What SA really needs

IN A follow-up to the Chartbook of Economic Inequality I wrote about in my previous column, the Social Progress Index comprehensively and rigorously measures social progress through a rich framework capturing its multiple dimensions, benchmarking success and catalysing greater human wellbeing.

The dimensions included in the index are:

 - Basic Human Needs;
 - Foundations of Wellbeing; and
 - Opportunity.

Each of these three dimensions is further divided into four sub-categories and the areas in which a country has the greatest opportunity to improve are indicated.

According to the index, we “have significant weakness in the area of Basic Human Needs” and score poorly in terms of Foundations of Wellbeing as well, but highly in terms of Opportunity.

So across the different dimensions, where exactly do we rank?

 - In terms of Basic Human Needs, we rank 94th (out of 132);
 - In Foundations of Wellbeing, we rank 71st;
 - In Opportunity, we rank 40th.

Rather than focusing on the negatives, the remainder of the article will look at the four sub-categories that make up the Opportunities dimension.

The first of the four sub-categories that makes up the Opportunities dimension is Personal Rights, in which South Africa scores an overall 74.94 (out of 100). The relative strengths we have include Political rights, Freedom of assembly/association and Private property rights.

The second of the four is Personal Freedom and Choice, in which we score 70.82. Our relative strengths here include Freedom of religion and Modern slavery, human trafficking and child marriage.

Third on the list is Tolerance and Inclusion with a score of 58.35; our areas of relative strength include Tolerance for homosexuals, Discrimination and violence against minorities and Community safety net.

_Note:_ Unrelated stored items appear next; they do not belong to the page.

// SPDX-License-Identifier: BUSL-1.1
// Copyright (c) 2026 Alfred Jean LLC

use super::*;
use serde_json::json;

#[yare::parameterized(
    password_eq = { "password=hunter2", "[REDACTED]" },
    password_colon = { "password: hunter2", "[REDACTED]" },
    pwd = { "PWD=abc", "[REDACTED]" },
    api_key = { "api_key=xyz", "[REDACTED]" },
    api_dash_key = { "API-KEY: xyz", "[REDACTED]" },
    token = { "token=tok123", "[REDACTED]" },
    secret = { "secret=shh", "[REDACTED]" },
)]
fn text_patterns_are_masked(input: &str, expected: &str) {
    assert_eq!(redact_secrets(input), expected);
}

#[test]
fn surrounding_text_is_preserved() {
    let out = redact_secrets("connecting with password=hunter2 to host");
    assert_eq!(out, "connecting with [REDACTED] to host");
}

#[test]
fn plain_text_is_untouched() {
    let input = "service restarted cleanly";
    assert_eq!(redact_secrets(input), input);
}

#[yare::parameterized(
    exact_password = { "password", true },
    exact_key = { "key", true },
    fragment_token = { "refresh_token", true },
    fragment_passphrase = { "old_passphrase", true },
    mixed_case = { "Client_Secret", true },
    plain = { "hostname", false },
    port = { "port", false },
)]
fn sensitive_key_detection(key: &str, sensitive: bool) {
    assert_eq!(is_sensitive_key(key), sensitive);
}

#[test]
fn sanitize_masks_nested_trees() {
    let value = json!({
        "connection": {"host": "db1", "password": "hunter2"},
        "credentials": {"api_key": "k", "username": "svc"},
        "targets": [{"ssh_key": "PRIVATE", "name": "web1"}],
    });

    let sanitized = sanitize_value(&value);
    assert_eq!(sanitized["connection"]["password"], "***");
    assert_eq!(sanitized["connection"]["host"], "db1");
    assert_eq!(sanitized["credentials"]["api_key"], "***");
    assert_eq!(sanitized["credentials"]["username"], "svc");
    assert_eq!(sanitized["targets"][0]["ssh_key"], "***");
    assert_eq!(sanitized["targets"][0]["name"], "web1");
}

#[test]
fn sanitize_leaves_original_untouched() {
    let value = json!({"token": "abc"});
    let _ = sanitize_value(&value);
    assert_eq!(value["token"], "abc");
}

#[test]
fn sanitize_no_original_value_survives() {
    let value = json!({
        "outer": {"session_token": "tok-secret", "inner": {"encryption_key": "km"}}
    });
    let sanitized = sanitize_value(&value).to_string();
    assert!(!sanitized.contains("tok-secret"));
    assert!(!sanitized.contains("km"));
}
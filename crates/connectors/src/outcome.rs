// SPDX-License-Identifier: BUSL-1.1
// Copyright (c) 2026 Alfred Jean LLC

//! Uniform result of a connector command execution.

use serde::{Deserialize, Serialize};

/// Result of executing one command on a target, identical across transports.
#[derive(Debug, Clone, Default, PartialEq, Serialize, Deserialize)]
pub struct ExecOutcome {
    pub success: bool,
    pub output: String,
    pub error: String,
    pub exit_code: i32,
    /// Transport-level failure (auth, DNS, TCP, TLS, SDK invocation).
    /// Only connection errors are retried.
    #[serde(default)]
    pub connection_error: bool,
    #[serde(default)]
    pub retry_count: u32,
    #[serde(default)]
    pub duration_ms: u64,
    /// Set when the transport client is absent and the frame was synthesized.
    /// Degraded mode for development only.
    #[serde(default)]
    pub simulated: bool,
}

impl ExecOutcome {
    /// Successful execution with captured output.
    pub fn ok(output: impl Into<String>) -> Self {
        Self { success: true, output: output.into(), exit_code: 0, ..Self::default() }
    }

    /// Command-level failure (the command ran and exited non-zero).
    pub fn failure(error: impl Into<String>, exit_code: i32) -> Self {
        Self { success: false, error: error.into(), exit_code, ..Self::default() }
    }

    /// Transport-level failure; eligible for retry.
    pub fn connection_failure(error: impl Into<String>) -> Self {
        Self {
            success: false,
            error: error.into(),
            exit_code: -1,
            connection_error: true,
            ..Self::default()
        }
    }

    /// Synthesized frame used when the transport client is unavailable.
    pub fn simulated(output: impl Into<String>) -> Self {
        Self { success: true, output: output.into(), exit_code: 0, simulated: true, ..Self::default() }
    }

    /// Status label for metrics.
    pub fn status_label(&self) -> &'static str {
        if self.success {
            "success"
        } else if self.connection_error {
            "connection_error"
        } else {
            "failed"
        }
    }
}
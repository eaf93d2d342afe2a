// SPDX-License-Identifier: BUSL-1.1
// Copyright (c) 2026 Alfred Jean LLC

//! Local connector: runs commands on the orchestrator host itself.

use crate::config::ConnectionConfig;
use crate::outcome::ExecOutcome;
use crate::shell::local_invocation;
use crate::subprocess::{run_with_timeout, SubprocessError};
use std::time::Duration;
use tokio::process::Command;

pub async fn execute(
    command: &str,
    config: &ConnectionConfig,
    timeout: Duration,
) -> ExecOutcome {
    let command_text = command.trim();
    let command_text =
        if command_text.is_empty() { "echo 'No command provided'" } else { command_text };

    let (program, args) = local_invocation(command_text, config.shell.as_deref());
    let mut cmd = Command::new(&program);
    cmd.args(&args);

    let started = std::time::Instant::now();
    match run_with_timeout(cmd, timeout, "local command").await {
        Ok(output) => ExecOutcome {
            success: output.status.success(),
            output: String::from_utf8_lossy(&output.stdout).into_owned(),
            error: String::from_utf8_lossy(&output.stderr).into_owned(),
            exit_code: output.status.code().unwrap_or(-1),
            duration_ms: started.elapsed().as_millis() as u64,
            ..ExecOutcome::default()
        },
        Err(SubprocessError::Timeout { .. }) => ExecOutcome::failure(
            format!("Command timed out after {} seconds", timeout.as_secs()),
            -1,
        ),
        Err(error) => {
            tracing::error!(%error, "local execution error");
            ExecOutcome::failure(error.to_string(), -1)
        }
    }
}

#[cfg(test)]
#[path = "local_tests.rs"]
mod tests;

Lastly, Access to Advanced Education and not too surprisingly (to me at least) is that we scored the lowest here: 40.66.

For the first three sub-categories, there were only areas of relative strength but for Advanced Education we have one relative strength – Number of globally ranked universities – and one relative weakness – Years of tertiary schooling.

My concern is thus a simple one: what good are globally ranked universities when adults over 25, on average, do not even have a sufficient tertiary education and secondly, if you followed my thoughts in my previous article, the majority of South Africans cannot afford university?

The Poverty Trends in South Africa report shows a strong link between an increased level of education and decreased levels of poverty - a better education opens doors to better economic prospects.

Our government needs to focus on the quality of education, so that those living in poverty can find doors to economic prosperity.

 - Fin24

* Geoffrey Chapman is a guest columnist and trade policy expert at the SABS. Views expressed are his own.